- Born: Ullica Christina Olofsdotter Segerstråle October 10, 1945 (age 80) Finland
- Education: University of Helsinki University of Pennsylvania Harvard University
- Awards: Guggenheim Fellowship (2002) Illinois Institute of Technology Board of Trustees Outstanding Undergraduate Teaching Award (2017)
- Scientific career
- Fields: History of science Sociology of science
- Institutions: Illinois Institute of Technology
- Thesis: Whose Truth Shall Prevail?

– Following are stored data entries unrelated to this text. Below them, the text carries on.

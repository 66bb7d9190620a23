//! Authentication and user context module.
//!
//! The adapter never authenticates anyone itself. The application registers
//! an `authenticate_user` hook that maps a request (session cookie, bearer
//! token, ...) to an [`AuthenticatedUser`]; this module captures the request,
//! runs the hook, and assembles the JWTs handed to the Vortex widgets.
//!
//! ## Security Model
//!
//! - Identity is resolved per request and never cached
//! - A failing hook is logged and treated as "no user", never as an error
//! - Generated JWTs are signed with the Vortex API key and expire after an hour
//!
//! ## Usage
//!
//! ```ignore
//! let config = VortexConfig::new(api_key).authenticate_user(|req| async move {
//!     Ok(sessions.lookup(req.bearer_token()).await?.map(|s| AuthenticatedUser::new(s.user_id)))
//! });
//! ```

mod context;
mod extractor;
pub mod jwt;

pub use context::{AuthenticatedUser, IdentifierType, UserGroup, UserIdentifier};
pub use extractor::{RequestContext, authenticate, authenticate_request};
pub use jwt::{JwtAttributes, JwtContext, JwtPayload, sign_jwt};
use std::sync::Arc;

use anyhow::Context;

use crate::access::{AccessDecision, Protected, authorize};
use crate::auth::{AuthenticatedUser, RequestContext, authenticate};
use crate::client::{ClientFactory, VortexApi, VortexClient};
use crate::config::ResolvedConfig;
use crate::error::{VortexError, VortexResult};
use crate::store::{ConfigStore, global_store};

/// Shared state of the Vortex routes: where configuration comes from and how
/// API clients are built.
#[derive(Clone)]
pub struct VortexState {
    pub store: Arc<ConfigStore>,
    pub clients: ClientFactory,
}

/// Everything a handler needs once a request has passed the gate.
pub struct Guarded {
    pub config: ResolvedConfig,
    pub user: Option<AuthenticatedUser>,
    pub client: Arc<dyn VortexApi>,
}

impl VortexState {
    /// State over `store` talking to the real Vortex API.
    pub fn new(store: Arc<ConfigStore>) -> anyhow::Result<Self> {
        Ok(Self::with_client_factory(store, VortexClient::factory()?))
    }

    pub fn with_client_factory(store: Arc<ConfigStore>, clients: ClientFactory) -> Self {
        Self { store, clients }
    }

    /// State over the process-wide store.
    pub fn global() -> anyhow::Result<Self> {
        Self::new(global_store())
    }

    pub async fn config(&self) -> VortexResult<ResolvedConfig> {
        Ok(self.store.get_config().await?)
    }

    pub fn client(&self, config: &ResolvedConfig) -> VortexResult<Arc<dyn VortexApi>> {
        Ok((self.clients)(config).context("Failed to create Vortex client")?)
    }

    /// Resolve configuration and user, then run the access gate for `operation`.
    pub async fn guard(
        &self,
        request: &Arc<RequestContext>,
        operation: Protected,
    ) -> VortexResult<Guarded> {
        let config = self.config().await?;
        let user = authenticate(&config, request).await;

        let hook = operation.hook_name();
        let decision = authorize(&config.access, request.clone(), user.as_ref(), operation)
            .await
            .with_context(|| format!("Access hook {} failed", hook))?;

        match decision {
            AccessDecision::Granted => {}
            AccessDecision::Denied => return Err(VortexError::access_denied()),
            AccessDecision::MissingUser => return Err(VortexError::access_requires_user()),
        }

        let client = self.client(&config)?;
        Ok(Guarded {
            config,
            user,
            client,
        })
    }
}
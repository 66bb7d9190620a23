//! JWT payload assembly and signing for the widget-facing token endpoint.

use anyhow::{Context, Result};
use jsonwebtoken::{Algorithm, EncodingKey, Header, encode};
use serde::{Deserialize, Serialize};
use serde_json::{Map, Value};

use crate::auth::context::{AuthenticatedUser, UserGroup, UserIdentifier};
use crate::types::UserId;

/// Lifetime of generated tokens in seconds (1 hour).
pub const JWT_TTL_SECONDS: i64 = 3600;

/// Optional context sent by the client when requesting a token.
///
/// Forwarded to the `generate_jwt_attributes` hook so it can tailor the
/// attributes to the widget and scope being rendered.
#[derive(Debug, Clone, Default, PartialEq, Eq, Serialize, Deserialize)]
#[serde(rename_all = "camelCase")]
pub struct JwtContext {
    #[serde(default, skip_serializing_if = "Option::is_none")]
    pub component_id: Option<String>,
    #[serde(default, skip_serializing_if = "Option::is_none")]
    pub scope: Option<String>,
    #[serde(default, skip_serializing_if = "Option::is_none")]
    pub scope_type: Option<String>,
}

/// Attributes produced by the `generate_jwt_attributes` hook.
pub type JwtAttributes = Map<String, Value>;

/// Payload of a Vortex JWT: the user's identity plus generated attributes.
#[derive(Debug, Clone, PartialEq, Serialize, Deserialize)]
#[serde(rename_all = "camelCase")]
pub struct JwtPayload {
    pub user_id: UserId,
    #[serde(default, skip_serializing_if = "Option::is_none")]
    pub user_email: Option<String>,
    #[serde(default, skip_serializing_if = "Option::is_none")]
    pub name: Option<String>,
    #[serde(default, skip_serializing_if = "Option::is_none")]
    pub avatar_url: Option<String>,
    #[serde(default, skip_serializing_if = "Option::is_none")]
    pub admin_scopes: Option<Vec<String>>,
    #[serde(default, skip_serializing_if = "Option::is_none")]
    pub identifiers: Option<Vec<UserIdentifier>>,
    #[serde(default, skip_serializing_if = "Option::is_none")]
    pub groups: Option<Vec<UserGroup>>,
    #[serde(default, skip_serializing_if = "Option::is_none")]
    pub role: Option<String>,
    #[serde(default, skip_serializing_if = "Map::is_empty")]
    pub attributes: JwtAttributes,
}

impl JwtPayload {
    /// Build the payload for a user.
    ///
    /// Only hook-generated attributes are signed; the user's own
    /// `attributes` field is not copied into the token.
    pub fn for_user(user: &AuthenticatedUser, attributes: JwtAttributes) -> Self {
        Self {
            user_id: user.user_id.clone(),
            user_email: user.user_email.clone(),
            name: user.name.clone(),
            avatar_url: user.avatar_url.clone(),
            admin_scopes: user.admin_scopes.clone(),
            identifiers: user.identifiers.clone(),
            groups: user.groups.clone(),
            role: user.role.clone(),
            attributes,
        }
    }
}

/// Registered claims added around the payload when signing.
#[derive(Debug, Serialize, Deserialize)]
pub struct JwtClaims {
    #[serde(flatten)]
    pub payload: JwtPayload,
    /// Issued at (Unix timestamp)
    pub iat: i64,
    /// Expiration time (Unix timestamp)
    pub exp: i64,
    /// Token id
    pub jti: String,
}

/// Sign a payload with HS256 using the API key as the shared secret.
pub fn sign_jwt(api_key: &str, payload: &JwtPayload) -> Result<String> {
    let now = chrono::Utc::now().timestamp();
    let claims = JwtClaims {
        payload: payload.clone(),
        iat: now,
        exp: now + JWT_TTL_SECONDS,
        jti: uuid::Uuid::new_v4().to_string(),
    };

    encode(
        &Header::new(Algorithm::HS256),
        &claims,
        &EncodingKey::from_secret(api_key.as_bytes()),
    )
    .context("Failed to sign Vortex JWT")
}

#[cfg(test)]
mod tests {
    use super::*;
    use jsonwebtoken::{DecodingKey, Validation, decode};
    use serde_json::json;

    fn attributes(value: Value) -> JwtAttributes {
        value.as_object().cloned().unwrap()
    }

    #[test]
    fn test_payload_signs_only_generated_attributes() {
        let mut user = AuthenticatedUser::new("u1")
            .with_email("u1@example.com")
            .with_role("member");
        user.attributes = Some(attributes(json!({"plan": "free", "team": "a"})));

        let payload = JwtPayload::for_user(&user, attributes(json!({"plan": "pro"})));

        assert_eq!(payload.user_id.as_str(), "u1");
        assert_eq!(payload.role.as_deref(), Some("member"));
        assert_eq!(payload.attributes, attributes(json!({"plan": "pro"})));
        assert_eq!(payload.attributes.get("team"), None);
    }

    #[test]
    fn test_payload_omits_empty_attributes() {
        let payload = JwtPayload::for_user(&AuthenticatedUser::new("u1"), JwtAttributes::new());
        assert_eq!(serde_json::to_value(&payload).unwrap(), json!({"userId": "u1"}));
    }

    #[test]
    fn test_signed_token_verifies_with_api_key() {
        let payload = JwtPayload::for_user(
            &AuthenticatedUser::new("u1").with_email("u1@example.com"),
            attributes(json!({"passthrough": "abc"})),
        );
        let token = sign_jwt("secret-key", &payload).unwrap();

        let decoded = decode::<JwtClaims>(
            &token,
            &DecodingKey::from_secret(b"secret-key"),
            &Validation::new(Algorithm::HS256),
        )
        .unwrap();

        assert_eq!(decoded.claims.payload, payload);
        assert_eq!(decoded.claims.exp - decoded.claims.iat, JWT_TTL_SECONDS);

        let wrong_key = decode::<JwtClaims>(
            &token,
            &DecodingKey::from_secret(b"other-key"),
            &Validation::new(Algorithm::HS256),
        );
        assert!(wrong_key.is_err());
    }

    #[test]
    fn test_jwt_context_deserialization() {
        let context: JwtContext =
            serde_json::from_value(json!({"componentId": "c1", "scopeType": "team"})).unwrap();
        assert_eq!(context.component_id.as_deref(), Some("c1"));
        assert_eq!(context.scope, None);
        assert_eq!(context.scope_type.as_deref(), Some("team"));
    }
}
use serde::{Deserialize, Serialize};
use serde_json::Value;

use crate::access::InvitationTargetResource;
use crate::auth::{JwtContext, RequestContext};
use crate::error::{VortexError, VortexResult};
use crate::model::{AcceptTarget, AcceptUser, Invitation, LegacyTarget, TargetType};
use crate::sanitize::sanitize;
use crate::types::InvitationId;

#[derive(Debug, Serialize, Deserialize)]
pub struct ErrorBody {
    pub error: String,
}

#[derive(Debug, Serialize, Deserialize)]
pub struct InvitationsResponse {
    pub invitations: Vec<Invitation>,
}

#[derive(Debug, Serialize, Deserialize)]
pub struct SuccessResponse {
    pub success: bool,
}

impl SuccessResponse {
    pub fn ok() -> Self {
        Self { success: true }
    }
}

#[derive(Debug, Serialize, Deserialize)]
pub struct JwtResponse {
    pub jwt: String,
}

/// Optional body of `POST /jwt`.
#[derive(Debug, Default, Deserialize)]
pub struct JwtRequest {
    #[serde(default)]
    pub context: Option<JwtContext>,
}

impl JwtRequest {
    /// Parse leniently: an empty or malformed body means "no context".
    pub fn parse(bytes: &[u8]) -> Self {
        serde_json::from_slice(bytes).unwrap_or_default()
    }
}

/// `targetType` / `targetValue` query of `GET /invitations`.
#[derive(Debug, Clone, PartialEq, Eq)]
pub struct TargetQuery {
    pub target_type: TargetType,
    pub target_value: String,
}

impl TargetQuery {
    pub fn from_request(request: &RequestContext) -> VortexResult<Self> {
        let target_type = sanitize(request.query_param("targetType").as_deref());
        let target_value = sanitize(request.query_param("targetValue").as_deref());

        let (Some(target_type), Some(target_value)) = (target_type, target_value) else {
            return Err(VortexError::validation(
                "targetType and targetValue query parameters are required",
            ));
        };

        let target_type = TargetType::parse_lookup(&target_type).ok_or_else(|| {
            VortexError::validation("targetType must be email, username, or phoneNumber")
        })?;

        Ok(Self {
            target_type,
            target_value,
        })
    }
}

/// A validated `POST /invitations/accept` body.
///
/// Accepts the current `{invitationIds, user: {email?, phone?, name?}}`
/// format and the legacy `{invitationIds, target: {type, value}}` format.
/// When both are present `user` wins.
#[derive(Debug, Clone, PartialEq, Eq)]
pub struct AcceptInvitationsRequest {
    pub invitation_ids: Vec<InvitationId>,
    pub target: AcceptTarget,
}

impl AcceptInvitationsRequest {
    pub fn parse(bytes: &[u8]) -> VortexResult<Self> {
        let body: Value = serde_json::from_slice(bytes)
            .map_err(|_| VortexError::validation("Invalid JSON in request body"))?;

        let invitation_ids = match body.get("invitationIds") {
            Some(Value::Array(ids)) if !ids.is_empty() => ids,
            _ => {
                return Err(VortexError::validation(
                    "invitationIds must be a non-empty array",
                ));
            }
        };

        let invitation_ids = invitation_ids
            .iter()
            .map(|id| id.as_str().and_then(InvitationId::sanitized))
            .collect::<Option<Vec<_>>>()
            .ok_or_else(|| VortexError::validation("Invalid invitation IDs provided"))?;

        let user = body.get("user").filter(|v| !v.is_null());
        let target = body.get("target").filter(|v| !v.is_null());

        let target = match (user, target) {
            (Some(user), _) => AcceptTarget::User(parse_user(user)?),
            (None, Some(target)) => AcceptTarget::Legacy(parse_legacy_target(target)?),
            (None, None) => {
                return Err(VortexError::validation(
                    "Either user or target must be provided",
                ));
            }
        };

        Ok(Self {
            invitation_ids,
            target,
        })
    }

    /// Descriptor handed to the `can_accept_invitations` hook.
    pub fn resource(&self) -> InvitationTargetResource {
        let (user, target) = match &self.target {
            AcceptTarget::User(user) => (Some(user.clone()), None),
            AcceptTarget::Legacy(target) => (None, Some(target.clone())),
        };

        InvitationTargetResource {
            invitation_ids: self.invitation_ids.clone(),
            target,
            user,
        }
    }
}

fn string_field<'a>(value: &'a Value, key: &str) -> Option<&'a str> {
    value.get(key).and_then(Value::as_str)
}

fn parse_user(user: &Value) -> VortexResult<AcceptUser> {
    let user = AcceptUser {
        email: sanitize(string_field(user, "email")),
        phone: sanitize(string_field(user, "phone")),
        name: sanitize(string_field(user, "name")),
    };

    if user.email.is_none() && user.phone.is_none() {
        return Err(VortexError::validation(
            "user must have either email or phone",
        ));
    }

    Ok(user)
}

fn parse_legacy_target(target: &Value) -> VortexResult<LegacyTarget> {
    let missing = || VortexError::validation("target must have type and value properties");

    let kind = string_field(target, "type")
        .filter(|kind| !kind.is_empty())
        .ok_or_else(missing)?;
    let value = string_field(target, "value")
        .filter(|value| !value.is_empty())
        .ok_or_else(missing)?;

    let kind = TargetType::parse_accept(kind).ok_or_else(|| {
        VortexError::validation("target.type must be email, username, phoneNumber, or sms")
    })?;
    let value = sanitize(Some(value)).ok_or_else(missing)?;

    Ok(LegacyTarget { kind, value })
}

Moral and Scientific Interests in the Sociobiology Controversy (1983)
- Doctoral advisor: Alessandro Pizzorno; Everett Mendelsohn; Philip J. Stone;

= Ullica Segerstråle =

American sociologist and historian

Ullica Christina Olofsdotter Segerstråle (born October 10, 1945) is a Finnish-American sociologist and historian of science who is professor of sociology at the Illinois Institute of Technology.

Segerstråle's published nonfiction books include Defenders of the Truth: The Battle for Science in the Sociobiology Debate and Beyond (2000) and Nature’s Oracle: The Life and Work of W. D. Hamilton (2013), the latter of which is the first biography of evolutionary biologist W.D. Hamilton.

==Early life and education==
Ullica Christina Olofsdotter Segerstråle was born October 10, 1945, in Finland. She holds two M.S. degrees – one in organic chemistry and one in sociology – from the University of Helsinki, as well as an M.A. in communication from the University of Pennsylvania and a Ph.D. in sociology from Harvard University.

Her Ph.D. thesis, supervised jointly by sociologist Alessandro Pizzorno, historian of science Everett Mendelsohn and positive psychologist Philip J. Stone, described the sociobiology controversy of the 1970s that she had witnessed first-hand as a postgraduate student at Harvard, and it subsequently formed the basis of an article published in the first issue of Biology & Philosophy in 1986. The thesis was welcomed by E.O. Wilson and dismissed by his opponent Richard Lewontin. In 1985, Wilson's copy of the thesis was allegedly sought after by W.D. Hamilton to prepare Richard Dawkins's defence against the neurobiologist Steven Rose's libel lawsuit over Dawkins's review of Not in Our Genes, and Dawkins consulted Segerstråle himself on perceptions of sociobiology.

==Recognition==
A Guggenheim Fellow in 2002, she was elected a member of the European Academy of Sciences and Arts in 2012. She was elected member of the Finnish Society of Sciences and Letters in 2003 and a fellow of the World Academy of Art and Science.

==Books==
- Segerstråle, Ullica (2000). "Beyond the Science Wars: The Missing Discourse about Science and Society"
- Segerstråle, Ullica (2000). "Defenders of the Truth: The Battle for Science in the Sociobiology Debate and Beyond"
- Segerstråle, Ullica (2013). "Nature's Oracle: The Life and Work of W. D. Hamilton"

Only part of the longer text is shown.